Maria Helena Vieira da Silva et Arpad Szénes

Eu ensino na escola nacional superior de artes de Bourges, desde janeiro 2016, à jovens estudantes. Então um curso específico e muito preciso, eu as ensino a desenhar unicamente à linha preta (mas eu também faço outros cursos diferentes artísticos e com outros colegas). Aquilo faz uma quinzena de anos que ensino em diferentes escolas superiores de arte na França com intervenções no estrangeiro (em Suíça, na Bélgica, em Portugal) Em Bourges, (na sua forma portuguesa Burges), a antiga capital da região do Berry, praticamente no centro geográfico da França, parece que a vida é mais sossegada do que a agitação permanente de Paris, mas conservando sempre todas as características e vantagens de uma cidade com 100 000 habitantes. Acho que Bourges têm um óptimo ambiente para se viver ao dia à dia. Nada de buzinas, nada de pessoas cheias de pressa em toda à parte, nada de turistas chatos : é um sossego.
Com essas estudantes, ensino a trabalhar por meio de software de desenhos para aumentar as realizações, escalar as imagens, desenhar edições de conteúdos visuais em formato vetorial, conceber grandes formatos e imaginar impressões muitos grandes, nas paredes, em volume (estudos em arte multimédia). As mudanças culturais e tecnológicas registadas, no decurso das últimas duas décadas, têm vindo a alterar os modos de representação e de produção gráfica e deram origem ao aparecimento de novas formas de ensino-aprendizagem e de aplicação prática do desenho. A expressão gráfica como domínio específico da realização artística não representa, hoje, a totalidade das funções do desenho, tendo em conta a importância do desenvolvimento da informática e da informação elaborada por computador e transmitida de forma gráfica. Neste contexto, a função cognitivo-comunicativa do desenho, como instrumento de pesquisa e de informação científica, o meu ensino proporciona uma formação pluridisciplinar assente em temas que integram aspetos estéticos, organizacionais, sociais e tecnológicos relacionados com a criação, desenvolvimento e aplicação de conteúdos multimédia, mas com uma metodologia muito simples (meu segredo, minha experiência de vida). Os estudos das obras de arte e a história da arte são muito importantes, assim como a arte contemporânea, ou das novas tecnologias.

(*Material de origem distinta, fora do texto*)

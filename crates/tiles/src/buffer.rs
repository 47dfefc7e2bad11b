use std::sync::Arc;
use std::sync::atomic::{AtomicU64, Ordering};
use std::time::Duration;

use crossbeam_queue::ArrayQueue;
use gpu_runtime::{Fence, GlError};
use parking_lot::{Condvar, Mutex, MutexGuard};
use render_protocol::{IntSize, PixelBuffer, RenderingMode};

/// Largest tile buffer edge the allocator accepts.
pub const MAX_BUFFER_EDGE: i32 = 8192;

#[derive(Debug, Clone, PartialEq, Eq, thiserror::Error)]
pub enum TileBufferError {
    #[error("tile buffer of size {0:?} is not allocatable")]
    InvalidSize(IntSize),
    #[error("out of {} tile buffers", .0.label())]
    AllocationFailed(RenderingMode),
    #[error("tile painting context unavailable: {0}")]
    Context(#[from] GlError),
}

#[derive(Debug, Clone, Copy, PartialEq, Eq, Hash)]
pub struct TextureId(u64);

static NEXT_TEXTURE_ID: AtomicU64 = AtomicU64::new(1);

/// GPU-resident tile storage. Pixels are kept host-side by the software backend.
#[derive(Debug)]
pub struct Texture {
    id: TextureId,
    linear: bool,
    pixels: PixelBuffer,
}

impl Texture {
    fn new(size: IntSize, linear: bool) -> Self {
        Self {
            id: TextureId(NEXT_TEXTURE_ID.fetch_add(1, Ordering::Relaxed)),
            linear,
            pixels: PixelBuffer::new(size),
        }
    }

    pub fn id(&self) -> TextureId {
        self.id
    }

    pub fn is_linear(&self) -> bool {
        self.linear
    }

    pub fn size(&self) -> IntSize {
        self.pixels.size()
    }
}

/// Bounded free list of tile textures. Releasing into a full pool drops the texture.
#[derive(Debug)]
pub struct TexturePool {
    free: ArrayQueue<Texture>,
    linear: bool,
    created: AtomicU64,
}

impl TexturePool {
    pub const DEFAULT_CAPACITY: usize = 64;

    pub fn new(capacity: usize, linear: bool) -> Arc<Self> {
        Arc::new(Self {
            free: ArrayQueue::new(capacity.max(1)),
            linear,
            created: AtomicU64::new(0),
        })
    }

    pub fn acquire(&self, size: IntSize) -> Texture {
        // Scan each free texture at most once; mismatches go back to the tail.
        for _ in 0..self.free.len() {
            let Some(texture) = self.free.pop() else {
                break;
            };
            if texture.size() == size {
                return texture;
            }
            if let Err(texture) = self.free.push(texture) {
                drop(texture);
            }
        }
        self.created.fetch_add(1, Ordering::Relaxed);
        Texture::new(size, self.linear)
    }

    pub fn release(&self, texture: Texture) {
        if let Err(evicted) = self.free.push(texture) {
            tracing::trace!(texture = ?evicted.id(), "texture pool full, evicting");
        }
    }

    pub fn free_count(&self) -> usize {
        self.free.len()
    }

    pub fn created_count(&self) -> u64 {
        self.created.load(Ordering::Relaxed)
    }
}

enum Storage {
    Memory(PixelBuffer),
    Texture(Texture),
}

#[derive(Debug, Clone, Copy, PartialEq, Eq)]
pub enum PaintingState {
    InProgress,
    Complete,
    Failed,
}

/// Destination of one tile's rasterization, CPU memory or a pooled texture.
///
/// Shared between the painting worker and the consumer. A consumer must wait for
/// [`PaintingState::Complete`] and, for accelerated buffers, for the producer fence before
/// reading pixels.
pub struct TileBuffer {
    size: IntSize,
    mode: RenderingMode,
    storage: Mutex<Storage>,
    painting: Mutex<PaintingState>,
    painting_done: Condvar,
    fence: Mutex<Option<Fence>>,
    pool: Option<Arc<TexturePool>>,
}

impl TileBuffer {
    pub fn unaccelerated(size: IntSize) -> Arc<Self> {
        Arc::new(Self::with_storage(
            size,
            RenderingMode::Unaccelerated,
            Storage::Memory(PixelBuffer::new(size)),
            None,
        ))
    }

    pub fn accelerated(texture: Texture, pool: Option<Arc<TexturePool>>) -> Arc<Self> {
        Arc::new(Self::with_storage(
            texture.size(),
            RenderingMode::Accelerated,
            Storage::Texture(texture),
            pool,
        ))
    }

    fn with_storage(
        size: IntSize,
        mode: RenderingMode,
        storage: Storage,
        pool: Option<Arc<TexturePool>>,
    ) -> Self {
        Self {
            size,
            mode,
            storage: Mutex::new(storage),
            painting: Mutex::new(PaintingState::Complete),
            painting_done: Condvar::new(),
            fence: Mutex::new(None),
            pool,
        }
    }

    pub fn size(&self) -> IntSize {
        self.size
    }

    pub fn mode(&self) -> RenderingMode {
        self.mode
    }

    pub fn begin_painting(&self) {
        *self.painting.lock() = PaintingState::InProgress;
        self.fence.lock().take();
    }

    /// Marks the buffer ready. Accelerated buffers carry the fence of their producer.
    pub fn complete_painting(&self, fence: Option<Fence>) {
        debug_assert!(fence.is_none() || self.mode.is_accelerated());
        *self.fence.lock() = fence;
        self.finish(PaintingState::Complete);
    }

    pub fn fail_painting(&self) {
        self.finish(PaintingState::Failed);
    }

    fn finish(&self, state: PaintingState) {
        let mut painting = self.painting.lock();
        *painting = state;
        self.painting_done.notify_all();
    }

    pub fn painting_state(&self) -> PaintingState {
        *self.painting.lock()
    }

    pub fn is_painting_complete(&self) -> bool {
        self.painting_state() != PaintingState::InProgress
    }

    pub fn wait_until_painting_complete(&self) -> PaintingState {
        let mut painting = self.painting.lock();
        while *painting == PaintingState::InProgress {
            self.painting_done.wait(&mut painting);
        }
        *painting
    }

    /// Like [`Self::wait_until_painting_complete`] with a deadline. Returns the state seen
    /// when the wait ended.
    pub fn wait_for_painting(&self, timeout: Duration) -> PaintingState {
        let mut painting = self.painting.lock();
        if *painting == PaintingState::InProgress {
            let _ = self
                .painting_done
                .wait_while_for(&mut painting, |state| *state == PaintingState::InProgress, timeout);
        }
        *painting
    }

    pub fn fence(&self) -> Option<Fence> {
        self.fence.lock().clone()
    }

    pub fn pixels_mut(&self) -> PixelsGuard<'_> {
        PixelsGuard {
            storage: self.storage.lock(),
        }
    }

    pub fn with_pixels<R>(&self, f: impl FnOnce(&PixelBuffer) -> R) -> R {
        let guard = self.pixels_mut();
        f(guard.pixels())
    }

    pub fn texture_id(&self) -> Option<TextureId> {
        match &*self.storage.lock() {
            Storage::Texture(texture) => Some(texture.id()),
            _ => None,
        }
    }
}

/// Locked access to a tile buffer's pixels.
pub struct PixelsGuard<'a> {
    storage: MutexGuard<'a, Storage>,
}

impl PixelsGuard<'_> {
    pub fn pixels(&self) -> &PixelBuffer {
        match &*self.storage {
            Storage::Memory(pixels) => pixels,
            Storage::Texture(texture) => &texture.pixels,
        }
    }

    pub fn pixels_mut(&mut self) -> &mut PixelBuffer {
        match &mut *self.storage {
            Storage::Memory(pixels) => pixels,
            Storage::Texture(texture) => &mut texture.pixels,
        }
    }
}

impl Drop for TileBuffer {
    fn drop(&mut self) {
        let empty = Storage::Memory(PixelBuffer::new(IntSize::default()));
        let storage = std::mem::replace(self.storage.get_mut(), empty);
        if let (Storage::Texture(texture), Some(pool)) = (storage, &self.pool) {
            pool.release(texture);
        }
    }
}

impl std::fmt::Debug for TileBuffer {
    fn fmt(&self, formatter: &mut std::fmt::Formatter<'_>) -> std::fmt::Result {
        formatter
            .debug_struct("TileBuffer")
            .field("size", &self.size)
            .field("mode", &self.mode)
            .field("painting", &self.painting_state())
            .finish()
    }
}

/// Source of tile buffers. Allocation failure is recoverable: the caller keeps the tile
/// dirty and retries on a later flush.
pub trait BufferAllocator: Send + Sync {
    fn allocate(&self, size: IntSize, mode: RenderingMode)
    -> Result<Arc<TileBuffer>, TileBufferError>;
}

#[derive(Debug)]
pub struct PooledBufferAllocator {
    textures: Arc<TexturePool>,
}

impl PooledBufferAllocator {
    pub fn new(textures: Arc<TexturePool>) -> Self {
        Self { textures }
    }

    pub fn textures(&self) -> &Arc<TexturePool> {
        &self.textures
    }
}

impl BufferAllocator for PooledBufferAllocator {
    fn allocate(
        &self,
        size: IntSize,
        mode: RenderingMode,
    ) -> Result<Arc<TileBuffer>, TileBufferError> {
        if size.is_empty() || size.width > MAX_BUFFER_EDGE || size.height > MAX_BUFFER_EDGE {
            return Err(TileBufferError::InvalidSize(size));
        }
        Ok(match mode {
            RenderingMode::Unaccelerated => TileBuffer::unaccelerated(size),
            RenderingMode::Accelerated => {
                TileBuffer::accelerated(self.textures.acquire(size), Some(self.textures.clone()))
            }
        })
    }
}
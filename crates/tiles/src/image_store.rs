use std::sync::Arc;

use gpu_runtime::{Fence, FenceKind};
use parking_lot::{Mutex, RwLock, RwLockReadGuard};
use render_protocol::{ImageHandle, IntSize, PixelBuffer};
use slotmap::SlotMap;

/// A GPU-resident image that tiles may draw, possibly still being produced elsewhere.
#[derive(Debug)]
pub struct GpuImage {
    pixels: RwLock<PixelBuffer>,
    producer_fence: Mutex<Option<Fence>>,
}

impl GpuImage {
    pub fn new(pixels: PixelBuffer) -> Self {
        Self {
            pixels: RwLock::new(pixels),
            producer_fence: Mutex::new(None),
        }
    }

    pub fn size(&self) -> IntSize {
        self.pixels.read().size()
    }

    /// Starts a new producer pass. The returned fence must be signaled once the producer's
    /// writes are finished; recordings made from now on depend on it.
    pub fn begin_production(&self) -> Fence {
        let fence = Fence::new(FenceKind::GpuSync);
        *self.producer_fence.lock() = Some(fence.clone());
        fence
    }

    /// Fence of the most recent producer, if any.
    pub fn current_fence(&self) -> Option<Fence> {
        self.producer_fence.lock().clone()
    }

    pub fn write(&self, f: impl FnOnce(&mut PixelBuffer)) {
        f(&mut self.pixels.write());
    }

    pub fn read(&self) -> RwLockReadGuard<'_, PixelBuffer> {
        self.pixels.read()
    }
}

/// Images addressable from display lists, shared by the recording and replaying threads.
#[derive(Debug, Default)]
pub struct ImageStore {
    images: RwLock<SlotMap<ImageHandle, Arc<GpuImage>>>,
}

impl ImageStore {
    pub fn new() -> Arc<Self> {
        Arc::new(Self::default())
    }

    pub fn insert(&self, pixels: PixelBuffer) -> ImageHandle {
        self.images.write().insert(Arc::new(GpuImage::new(pixels)))
    }

    pub fn get(&self, handle: ImageHandle) -> Option<Arc<GpuImage>> {
        self.images.read().get(handle).cloned()
    }

    /// Display lists recorded earlier keep their own reference to the image.
    pub fn remove(&self, handle: ImageHandle) -> bool {
        self.images.write().remove(handle).is_some()
    }

    pub fn len(&self) -> usize {
        self.images.read().len()
    }

    pub fn is_empty(&self) -> bool {
        self.images.read().is_empty()
    }
}

#[cfg(test)]
mod tests {
    use super::*;
    use render_protocol::Color;

    #[test]
    fn producer_fence_tracks_latest_pass() {
        let store = ImageStore::new();
        let handle = store.insert(PixelBuffer::new(IntSize::new(2, 2)));
        let image = store.get(handle).unwrap();
        assert!(image.current_fence().is_none());

        let first = image.begin_production();
        let second = image.begin_production();
        assert_ne!(first.id(), second.id());
        assert_eq!(image.current_fence().map(|fence| fence.id()), Some(second.id()));

        image.write(|pixels| pixels.clear(Color::BLACK));
        second.signal();
        assert!(image.current_fence().is_some_and(|fence| fence.is_signaled()));
        assert_eq!(image.read().pixel(1, 1), Some([0, 0, 0, 255]));
    }

    #[test]
    fn removed_image_outlives_store_entry_while_referenced() {
        let store = ImageStore::new();
        let handle = store.insert(PixelBuffer::new(IntSize::new(1, 1)));
        let image = store.get(handle).unwrap();
        assert!(store.remove(handle));
        assert!(store.get(handle).is_none());
        assert!(store.is_empty());
        assert_eq!(image.size(), IntSize::new(1, 1));
    }
}
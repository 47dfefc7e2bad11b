use std::sync::Arc;
use std::sync::atomic::{AtomicUsize, Ordering};
use std::thread::{self, JoinHandle};

use crossbeam_channel::{Receiver, Sender, unbounded};
use parking_lot::{Condvar, Mutex};

use crate::{PoolKind, PostTaskError, RunLoopError};

type PoolTask<L> = Box<dyn FnOnce(&mut L) + Send + 'static>;

struct PoolShared {
    outstanding: AtomicUsize,
    idle_lock: Mutex<()>,
    idle: Condvar,
}

impl PoolShared {
    fn task_finished(&self) {
        if self.outstanding.fetch_sub(1, Ordering::AcqRel) == 1 {
            let _guard = self.idle_lock.lock();
            self.idle.notify_all();
        }
    }
}

/// Fixed set of named worker threads draining one task queue.
///
/// Each worker owns a local value of type `L`, built on the worker thread by the init
/// function. Tasks borrow it mutably, which is how thread-affine resources such as a
/// painting GL context live in a pool without being `Send`.
pub struct WorkerPool<L: 'static> {
    name: String,
    kind: PoolKind,
    sender: Option<Sender<PoolTask<L>>>,
    workers: Vec<JoinHandle<()>>,
    shared: Arc<PoolShared>,
}

impl<L: 'static> WorkerPool<L> {
    pub fn new<F>(
        name: &str,
        kind: PoolKind,
        threads: usize,
        init: F,
    ) -> Result<Self, RunLoopError>
    where
        F: Fn(usize) -> L + Send + Sync + 'static,
    {
        assert!(threads > 0, "worker pool `{name}` needs at least one thread");

        let (sender, receiver) = unbounded::<PoolTask<L>>();
        let shared = Arc::new(PoolShared {
            outstanding: AtomicUsize::new(0),
            idle_lock: Mutex::new(()),
            idle: Condvar::new(),
        });
        let init = Arc::new(init);

        let mut pool = Self {
            name: name.to_owned(),
            kind,
            sender: Some(sender),
            workers: Vec::with_capacity(threads),
            shared,
        };
        for index in 0..threads {
            let receiver = receiver.clone();
            let shared = pool.shared.clone();
            let init = init.clone();
            let handle = thread::Builder::new()
                .name(format!("{name}#{index}"))
                .spawn(move || worker_main(index, &*init, receiver, shared))?;
            pool.workers.push(handle);
        }
        tracing::debug!(pool = %pool.name, ?kind, threads, "worker pool started");
        Ok(pool)
    }

    pub fn name(&self) -> &str {
        &self.name
    }

    pub fn kind(&self) -> PoolKind {
        self.kind
    }

    pub fn capacity(&self) -> usize {
        self.workers.len()
    }

    /// Tasks queued or running. May be stale by the time the caller looks at it.
    pub fn number_of_tasks(&self) -> usize {
        self.shared.outstanding.load(Ordering::Acquire)
    }

    pub fn has_spare_capacity(&self) -> bool {
        self.number_of_tasks() < self.capacity()
    }

    pub fn post_task<T>(&self, task: T) -> Result<(), PostTaskError>
    where
        T: FnOnce(&mut L) + Send + 'static,
    {
        let Some(sender) = &self.sender else {
            return Err(PostTaskError::PoolClosed(self.kind));
        };
        self.shared.outstanding.fetch_add(1, Ordering::AcqRel);
        if sender.send(Box::new(task)).is_err() {
            self.shared.task_finished();
            return Err(PostTaskError::PoolClosed(self.kind));
        }
        Ok(())
    }

    /// Blocks until every posted task has returned.
    pub fn wait_until_idle(&self) {
        let mut guard = self.shared.idle_lock.lock();
        while self.shared.outstanding.load(Ordering::Acquire) > 0 {
            self.shared.idle.wait(&mut guard);
        }
    }
}

fn worker_main<L>(
    index: usize,
    init: &(dyn Fn(usize) -> L + Send + Sync),
    receiver: Receiver<PoolTask<L>>,
    shared: Arc<PoolShared>,
) {
    let mut local = init(index);
    for task in receiver.iter() {
        task(&mut local);
        shared.task_finished();
    }
}

impl<L: 'static> Drop for WorkerPool<L> {
    fn drop(&mut self) {
        // Workers exit once the queue is drained and disconnected.
        self.sender.take();
        for worker in self.workers.drain(..) {
            if worker.join().is_err() {
                tracing::error!(pool = %self.name, "worker thread panicked");
            }
        }
    }
}

impl<L: 'static> std::fmt::Debug for WorkerPool<L> {
    fn fmt(&self, formatter: &mut std::fmt::Formatter<'_>) -> std::fmt::Result {
        formatter
            .debug_struct("WorkerPool")
            .field("name", &self.name)
            .field("kind", &self.kind)
            .field("capacity", &self.capacity())
            .field("number_of_tasks", &self.number_of_tasks())
            .finish()
    }
}

#[derive(Debug, Clone, Copy, PartialEq, Eq)]
pub struct PoolSizes {
    pub cpu_threads: usize,
    pub gpu_threads: usize,
}

impl PoolSizes {
    pub const MAX_CPU_THREADS: usize = 8;
    pub const MAX_GPU_THREADS: usize = 4;

    /// Sizes derived from the machine's logical core count.
    pub fn detect(can_use_accelerated_buffers: bool) -> Self {
        Self::for_cores(num_cpus::get(), can_use_accelerated_buffers)
    }

    pub fn for_cores(cores: usize, can_use_accelerated_buffers: bool) -> Self {
        let cpu_threads = (cores / 2).clamp(1, Self::MAX_CPU_THREADS);
        let gpu_threads = match (can_use_accelerated_buffers, cores >= 4) {
            (false, _) => 0,
            (true, true) => 2,
            (true, false) => 1,
        };
        Self {
            cpu_threads,
            gpu_threads,
        }
    }
}

/// Zero, one or two pools for tile replay: a CPU pool with worker state `C` and a GPU pool
/// with worker state `G`.
pub struct WorkerPoolPair<C: 'static, G: 'static> {
    cpu: Option<WorkerPool<C>>,
    gpu: Option<WorkerPool<G>>,
}

impl<C: 'static, G: 'static> WorkerPoolPair<C, G> {
    /// A size of zero leaves that pool out entirely.
    pub fn new<FC, FG>(
        sizes: PoolSizes,
        cpu_init: FC,
        gpu_init: FG,
    ) -> Result<Self, RunLoopError>
    where
        FC: Fn(usize) -> C + Send + Sync + 'static,
        FG: Fn(usize) -> G + Send + Sync + 'static,
    {
        let cpu = match sizes.cpu_threads {
            0 => None,
            threads => Some(WorkerPool::new(
                "CPU Painting Thread",
                PoolKind::Cpu,
                threads,
                cpu_init,
            )?),
        };
        let gpu = match sizes.gpu_threads {
            0 => None,
            threads => Some(WorkerPool::new(
                "GPU Painting Thread",
                PoolKind::Gpu,
                threads,
                gpu_init,
            )?),
        };
        Ok(Self { cpu, gpu })
    }

    pub fn empty() -> Self {
        Self {
            cpu: None,
            gpu: None,
        }
    }

    pub fn has_pool(&self, kind: PoolKind) -> bool {
        match kind {
            PoolKind::Cpu => self.cpu.is_some(),
            PoolKind::Gpu => self.gpu.is_some(),
        }
    }

    pub fn has_any_pool(&self) -> bool {
        self.cpu.is_some() || self.gpu.is_some()
    }

    pub fn capacity(&self, kind: PoolKind) -> usize {
        match kind {
            PoolKind::Cpu => self.cpu.as_ref().map_or(0, WorkerPool::capacity),
            PoolKind::Gpu => self.gpu.as_ref().map_or(0, WorkerPool::capacity),
        }
    }

    pub fn number_of_tasks(&self, kind: PoolKind) -> usize {
        match kind {
            PoolKind::Cpu => self.cpu.as_ref().map_or(0, WorkerPool::number_of_tasks),
            PoolKind::Gpu => self.gpu.as_ref().map_or(0, WorkerPool::number_of_tasks),
        }
    }

    pub fn occupancy(&self) -> PoolOccupancy {
        PoolOccupancy {
            cpu_tasks: self.number_of_tasks(PoolKind::Cpu),
            cpu_capacity: self.capacity(PoolKind::Cpu),
            gpu_tasks: self.number_of_tasks(PoolKind::Gpu),
            gpu_capacity: self.capacity(PoolKind::Gpu),
        }
    }

    pub fn cpu(&self) -> Option<&WorkerPool<C>> {
        self.cpu.as_ref()
    }

    pub fn gpu(&self) -> Option<&WorkerPool<G>> {
        self.gpu.as_ref()
    }

    pub fn post_cpu_task<T>(&self, task: T) -> Result<(), PostTaskError>
    where
        T: FnOnce(&mut C) + Send + 'static,
    {
        self.cpu
            .as_ref()
            .ok_or(PostTaskError::PoolMissing(PoolKind::Cpu))?
            .post_task(task)
    }

    pub fn post_gpu_task<T>(&self, task: T) -> Result<(), PostTaskError>
    where
        T: FnOnce(&mut G) + Send + 'static,
    {
        self.gpu
            .as_ref()
            .ok_or(PostTaskError::PoolMissing(PoolKind::Gpu))?
            .post_task(task)
    }

    pub fn wait_until_idle(&self) {
        if let Some(cpu) = &self.cpu {
            cpu.wait_until_idle();
        }
        if let Some(gpu) = &self.gpu {
            gpu.wait_until_idle();
        }
    }
}

impl<C: 'static, G: 'static> std::fmt::Debug for WorkerPoolPair<C, G> {
    fn fmt(&self, formatter: &mut std::fmt::Formatter<'_>) -> std::fmt::Result {
        formatter
            .debug_struct("WorkerPoolPair")
            .field("cpu", &self.cpu)
            .field("gpu", &self.gpu)
            .finish()
    }
}

/// Point-in-time snapshot of both pools, as read by the painting policy.
#[derive(Debug, Clone, Copy, PartialEq, Eq, Default)]
pub struct PoolOccupancy {
    pub cpu_tasks: usize,
    pub cpu_capacity: usize,
    pub gpu_tasks: usize,
    pub gpu_capacity: usize,
}

impl PoolOccupancy {
    pub fn cpu_has_spare_capacity(&self) -> bool {
        self.cpu_tasks < self.cpu_capacity
    }

    pub fn gpu_has_spare_capacity(&self) -> bool {
        self.gpu_tasks < self.gpu_capacity
    }
}

#[cfg(test)]
mod tests {
    use super::*;
    use crossbeam_channel::bounded;
    use std::time::Duration;

    #[test]
    fn counts_outstanding_tasks_until_they_return() {
        let pool = WorkerPool::new("test", PoolKind::Cpu, 1, |_| ()).unwrap();
        let (release_sender, release_receiver) = bounded::<()>(0);
        pool.post_task(move |_| {
            release_receiver.recv().unwrap();
        })
        .unwrap();
        pool.post_task(|_| {}).unwrap();

        assert_eq!(pool.number_of_tasks(), 2);
        assert!(!pool.has_spare_capacity());

        release_sender.send(()).unwrap();
        pool.wait_until_idle();
        assert_eq!(pool.number_of_tasks(), 0);
        assert!(pool.has_spare_capacity());
    }

    #[test]
    fn worker_local_state_is_built_on_worker_and_persists() {
        let pool = WorkerPool::new("local", PoolKind::Gpu, 1, |index| {
            (index, std::thread::current().name().map(str::to_owned), 0u32)
        })
        .unwrap();
        let (sender, receiver) = bounded(2);
        for _ in 0..2 {
            let sender = sender.clone();
            pool.post_task(move |local: &mut (usize, Option<String>, u32)| {
                local.2 += 1;
                sender.send((local.0, local.1.clone(), local.2)).unwrap();
            })
            .unwrap();
        }
        let first = receiver.recv_timeout(Duration::from_secs(5)).unwrap();
        let second = receiver.recv_timeout(Duration::from_secs(5)).unwrap();
        assert_eq!(first, (0, Some("local#0".to_owned()), 1));
        assert_eq!(second.2, 2);
    }

    #[test]
    fn default_sizes_follow_core_count() {
        assert_eq!(
            PoolSizes::for_cores(16, true),
            PoolSizes {
                cpu_threads: 8,
                gpu_threads: 2
            }
        );
        assert_eq!(
            PoolSizes::for_cores(32, true).cpu_threads,
            PoolSizes::MAX_CPU_THREADS
        );
        assert_eq!(
            PoolSizes::for_cores(2, true),
            PoolSizes {
                cpu_threads: 1,
                gpu_threads: 1
            }
        );
        assert_eq!(PoolSizes::for_cores(1, false).cpu_threads, 1);
        assert_eq!(PoolSizes::for_cores(8, false).gpu_threads, 0);
    }

    #[test]
    fn missing_pool_is_reported_so_caller_can_run_inline() {
        let pair = WorkerPoolPair::<(), ()>::new(
            PoolSizes {
                cpu_threads: 1,
                gpu_threads: 0,
            },
            |_| (),
            |_| (),
        )
        .unwrap();
        assert!(pair.has_pool(PoolKind::Cpu));
        assert!(!pair.has_pool(PoolKind::Gpu));
        assert_eq!(
            pair.post_gpu_task(|_| {}),
            Err(PostTaskError::PoolMissing(PoolKind::Gpu))
        );
        assert_eq!(pair.capacity(PoolKind::Gpu), 0);
        assert!(pair.post_cpu_task(|_| {}).is_ok());
        pair.wait_until_idle();
    }
}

Nas minhas aulas, a aprendizagem do desenho à mão é fundamental. Penso que aprendo sobretudo a observar, então contemplar.
Nas grandes oficinas de pintura, trabalham em silêncio, muito concentradas e eu também. Os professores franceses estão muito surpresos e dizem quando eles atravessam o espaço “Reina uma calma Olímpica”, ou “Existe aqui um silêncio religioso”. Desejei saber por que era tão excepcional hoje, que as estudantes em arte sejam assíduas e muito concentradas no trabalho, desenhando, mesmo, se cada uma delas ouvém música com seus fones.
Uma delas tinha desenhado traços enérgicos à tinta da China preta, que desenhavam um espaço. Pensei às pinturas de Maria Helena Vieira da Silva. Ensinei o que era esta pintor, inteligente, sensível e à frente de seu tempo. Um pouco depois, encontrei um professor pintor, também é um crítico de arte nesta escola. Diz-me que ele escreveu um artigo num catálogo de exposição sobre Vieira da Silva e foi para Portugal. Vim para casa com lembranças. Seguidamente procurei na minha biblioteca e redescobria um catálogo desta pintor portuguese. Então, eu redescobri o seu grande amor com um outro pintor de origem húngara, Arpad Szénes. Ambos moraram em Paris. Até ao fim das suas vidas, uma cama pequena celebrou o amor deles juntinhos até de madrugada. Eu vi um filme, "Ma femme chamado bicho", de 1976, um filme documental de José Alvaro de Morais (1943-2004) sobre os pintores Maria Helena Vieira da Silva e Arpad Szenes. Arpad Szénes apaixonado, descreve a sua mulher pintor, que beleza esta protecção mútua, salvaguardando imaginários próprios, criativamente diferentes, um amor verdadeiro. Diz uma coisa que me marcou sobre o silêncio e a concentração que existem em meus cursos de desenho : Não podemos falar e pintar ao mesmo tempo. É necessário escolher. Quando estamos a pintar, não estamos a falar.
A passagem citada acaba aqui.